In an opening statement at yesterday’s rally, University of Toronto Students in Support of Free Speech (SSFS) president Mari Jang described the ensuing media coverage of the event as having “so much misinformation and blatant lies.” Jang also lamented the public’s tendency to believe a written article rather than watching firsthand video evidence.

“We all know that there is a very heavy leftist bent in the media in general, but I’ve never seen anything like what’s happened to the Halifax Five. Almost all the major media outlets in the country are straight up lying about them,” said SSFS member and rally organizer Simon Capobianco in the following speech.

Capobianco said the media painted the Halifax Five as “a bunch of drunken hooligans.”

“[If] you watch the video, what you see is the complete opposite of that… What you actually see is them being incredibly polite, incredibly respectful, not disrupting anything, and being repeatedly physically threatened, and that’s on camera,” Capobianco said.

Halifax Five supporters standing on the steps of the 48th Highlanders of Canada Regimental Memorial. Photographed by Jessica Leung

The event was organized by SSFS and was attended by approximately 40 supporters, many of whom were University of Toronto, York University, and Ryerson University SSFS members. Also present to show their support were members of the Proud Boys, a pro-Western values fraternal organization that the Halifax Five belonged to.

SSFS’s reasons for being involved in the Halifax Five controversy and their affiliation with the Proud Boys has been questioned in the days leading up to the event.

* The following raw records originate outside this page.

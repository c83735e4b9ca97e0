//! # Record Parser
//!
//! Decodes one assembled line into a [`TelemetryRecord`].
//!
//! Only a broken `SW:` header rejects a line. Every other field is decoded on
//! its own: a garbled field is logged, noted on the record and skipped, and
//! the remaining fields still count.

use tracing::{debug, info};

use super::record::*;
use crate::error::{FieldError, HeaderError};

/// Result of parsing one line
#[derive(Debug, Clone, PartialEq)]
pub enum ParseOutcome {
    /// A telemetry record
    Record(TelemetryRecord),
    /// Not a record (boot banner, debug print, blank line, noise)
    Skip,
}

/// Line parser configured for one firmware variant
#[derive(Debug, Clone, Copy, PartialEq, Eq)]
pub struct RecordParser {
    polarity: Polarity,
    num_channels: usize,
}

impl RecordParser {
    /// Create a parser with explicit polarity and channel count
    pub fn new(polarity: Polarity, num_channels: usize) -> Self {
        Self {
            polarity,
            num_channels,
        }
    }

    /// Create a parser with the defaults of a firmware variant
    pub fn for_variant(variant: Variant) -> Self {
        Self::new(variant.default_polarity(), variant.default_num_channels())
    }

    /// Parse one line
    ///
    /// # Returns
    ///
    /// * `Ok(ParseOutcome::Record)` - A record, possibly with dropped fields
    ///   listed in `field_errors`
    /// * `Ok(ParseOutcome::Skip)` - The line is not a record
    ///
    /// # Errors
    ///
    /// Returns [`HeaderError`] if the line starts with `SW:` but the two
    /// switch digits are missing.
    ///
    /// # Examples
    ///
    /// ```
    /// use serial_telemetry::protocol::parser::{ParseOutcome, RecordParser};
    /// use serial_telemetry::protocol::record::Variant;
    ///
    /// let parser = RecordParser::for_variant(Variant::A);
    /// match parser.parse("SW:01|A0:512;2.50V")? {
    ///     ParseOutcome::Record(record) => {
    ///         assert_eq!(record.switch_bits, [false, true]);
    ///         assert_eq!(record.readings[&0].raw, 512);
    ///     }
    ///     ParseOutcome::Skip => unreachable!(),
    /// }
    /// # Ok::<(), serial_telemetry::error::HeaderError>(())
    /// ```
    pub fn parse(&self, line: &str) -> Result<ParseOutcome, HeaderError> {
        let line = line.trim();
        if !line.starts_with(HEADER_PREFIX) {
            if !line.is_empty() {
                debug!("Skipping non-record line: {:?}", line);
            }
            return Ok(ParseOutcome::Skip);
        }

        let mut tokens = line.split(FIELD_SEPARATOR);
        let header = tokens.next().unwrap_or_default();
        let (switch_bits, header_error) = self.parse_header(header)?;
        let mut record = TelemetryRecord::new(switch_bits);
        if let Some(err) = header_error {
            info!("Reading switches in {:?} as OFF: {}", header, err);
            record.field_errors.push(err);
        }
        let mut result_value = None;

        for token in tokens.map(str::trim).filter(|token| !token.is_empty()) {
            if let Err(err) = self.parse_field(token, &mut record, &mut result_value) {
                match err {
                    FieldError::ChannelOutOfRange { .. } => debug!("Dropped field {:?}: {}", token, err),
                    _ => info!("Dropped field {:?}: {}", token, err),
                }
                record.field_errors.push(err);
            }
        }

        if let Some((token, value)) = result_value {
            match record.voting_outcome.as_mut() {
                Some(outcome) => outcome.result_value = Some(value),
                None => {
                    let err = FieldError::OrphanResultValue(token);
                    info!("Dropped field: {}", err);
                    record.field_errors.push(err);
                }
            }
        }

        for (channel, reading) in &record.readings {
            debug!("A{}: {:.2}V (raw {})", channel, reading.voltage, reading.raw);
        }

        Ok(ParseOutcome::Record(record))
    }

    /// Decode the two switch digits
    ///
    /// A digit other than `0`/`1` reads as OFF and is reported back as a
    /// field error; only a header too short for two digits fails the line.
    fn parse_header(&self, header: &str) -> Result<(SwitchBits, Option<FieldError>), HeaderError> {
        let mut digits = header[HEADER_PREFIX.len()..].chars();
        let (Some(first), Some(second)) = (digits.next(), digits.next()) else {
            return Err(HeaderError::TooShort(header.to_string()));
        };

        let (first, second) = (self.polarity.decode(first), self.polarity.decode(second));
        let error = (first.is_none() || second.is_none())
            .then(|| FieldError::InvalidSwitchState(header.to_string()));

        Ok(([first.unwrap_or(false), second.unwrap_or(false)], error))
    }

    fn parse_field(
        &self,
        token: &str,
        record: &mut TelemetryRecord,
        result_value: &mut Option<(String, f64)>,
    ) -> Result<(), FieldError> {
        if let Some(value) = token.strip_prefix(MODE_PREFIX) {
            record.mode = Some(Mode::from_token(non_empty(token, value)?));
        } else if let Some(value) = token.strip_prefix(SELECTED_CHANNEL_PREFIX) {
            let channel = non_empty(token, value)?
                .parse::<i64>()
                .map_err(|_| FieldError::InvalidSelectedChannel(value.to_string()))?;
            record.selected_channel = Some(channel);
        } else if let Some(value) = token.strip_prefix(RESULT_VALUE_PREFIX) {
            let parsed = non_empty(token, value)?
                .parse::<f64>()
                .ok()
                .filter(|v| v.is_finite())
                .ok_or_else(|| FieldError::InvalidResultValue(value.to_string()))?;
            *result_value = Some((value.to_string(), parsed));
        } else if let Some(value) = token.strip_prefix(OUTCOME_PREFIX) {
            record.voting_outcome = Some(parse_outcome(non_empty(token, value)?)?);
        } else if let Some(body) = token.strip_prefix(READING_PREFIX) {
            let (channel, reading) = self.parse_reading(token, body)?;
            record.readings.insert(channel, reading);
        } else {
            debug!("Ignoring unknown field {:?}", token);
        }

        Ok(())
    }

    /// Decode `<channel>:<raw>;<voltage>V` (the part after the `A`)
    fn parse_reading(&self, token: &str, body: &str) -> Result<(usize, ChannelReading), FieldError> {
        let malformed = || FieldError::MalformedReading(token.to_string());

        let (channel, data) = body.split_once(':').ok_or_else(malformed)?;
        let channel = channel.parse::<usize>().map_err(|_| malformed())?;
        if channel >= self.num_channels {
            return Err(FieldError::ChannelOutOfRange {
                channel,
                num_channels: self.num_channels,
            });
        }

        let (raw, voltage) = data.split_once(READING_SEPARATOR).ok_or_else(malformed)?;
        let raw = raw.trim().parse::<u32>().map_err(|_| malformed())?;
        let voltage = voltage
            .trim()
            .strip_suffix(VOLTAGE_SUFFIX)
            .and_then(|v| v.parse::<f64>().ok())
            .filter(|v| v.is_finite())
            .ok_or_else(malformed)?;

        Ok((channel, ChannelReading { raw, voltage }))
    }
}

/// Decode the `OK:` value: `0` for no match, otherwise one digit per channel
fn parse_outcome(value: &str) -> Result<VotingOutcome, FieldError> {
    if value == NO_MATCH {
        return Ok(VotingOutcome::no_match());
    }

    let matched_channels = value
        .chars()
        .map(|c| c.to_digit(10).map(|d| d as usize))
        .collect::<Option<Vec<_>>>()
        .ok_or_else(|| FieldError::InvalidMatchList(value.to_string()))?;

    Ok(VotingOutcome {
        success: true,
        matched_channels,
        result_value: None,
    })
}

fn non_empty<'a>(token: &str, value: &'a str) -> Result<&'a str, FieldError> {
    let value = value.trim();
    if value.is_empty() {
        Err(FieldError::EmptyValue(token.to_string()))
    } else {
        Ok(value)
    }
}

“The Proud Boys are a separate group. We are not the Proud Boys; the Proud Boys are not us. We are simply here and we simply agree with the Proud Boys in that the Halifax Five deserved the right to speak and to freely assemble themselves in a very calm and respectful manner at the protest at Canada 150,” Noam Sibony, president of SSFS at York University, told The Toronto Beacon.

“Let’s say something like this were to happen to […] leftist groups or politically left groups where they are also silenced. We would stand up for them as well. If anyone were to approach us from the left and tell us, ‘Our civil rights were denied and we were silenced and we weren’t allowed the freedom to speak,’ we would host a rally for them as well,” Sibony said.

Organizers also invited attendees and counter-protesters to take the megaphone and address the crowd from the memorial steps.

Counter-protesters showing their solidarity with the Indigenous activists in Halifax. Photographed by Jessica Leung

A group of approximately 14 counter-protesters showed up 30 minutes into the event and stood across the street from the memorial while displaying signs showing their solidarity with the Indigenous activists in Halifax.

“Removing Cornwallis is moving towards reconciliation,” read one sign. “Kjipuktuk (Halifax) is unceded Mi’kmaq territory,” read another.

A smaller, separate group of counter-protesters approached around ten minutes later with a large red banner reading “Toronto Against Fascists.” The banner also sported the communist hammer and sickle symbol. The Halifax Five supporters and this group of counter-protesters faced off while a line of police separated the two groups.

“This is Indigenous land!” a counter-protester shouted. “This is Canada!” replied a Halifax Five supporter.

The division between the counter-protesters and Halifax Five supporters extended beyond the issues of the Halifax Five and of Indigenous peoples.

The counter-protesters with the banner chanted “Nazi scum, off our streets!” to which Halifax Five supporters replied with a chant of their own, “Communist scum, off our streets!”

Event organizers were aware that counter-protesters would likely be present after Antifa Toronto shared the event with their Facebook followers. Antifa groups and free speech activists have clashed at numerous events around the world before.

The Toronto Beacon reached out to Antifa Toronto but they declined to comment.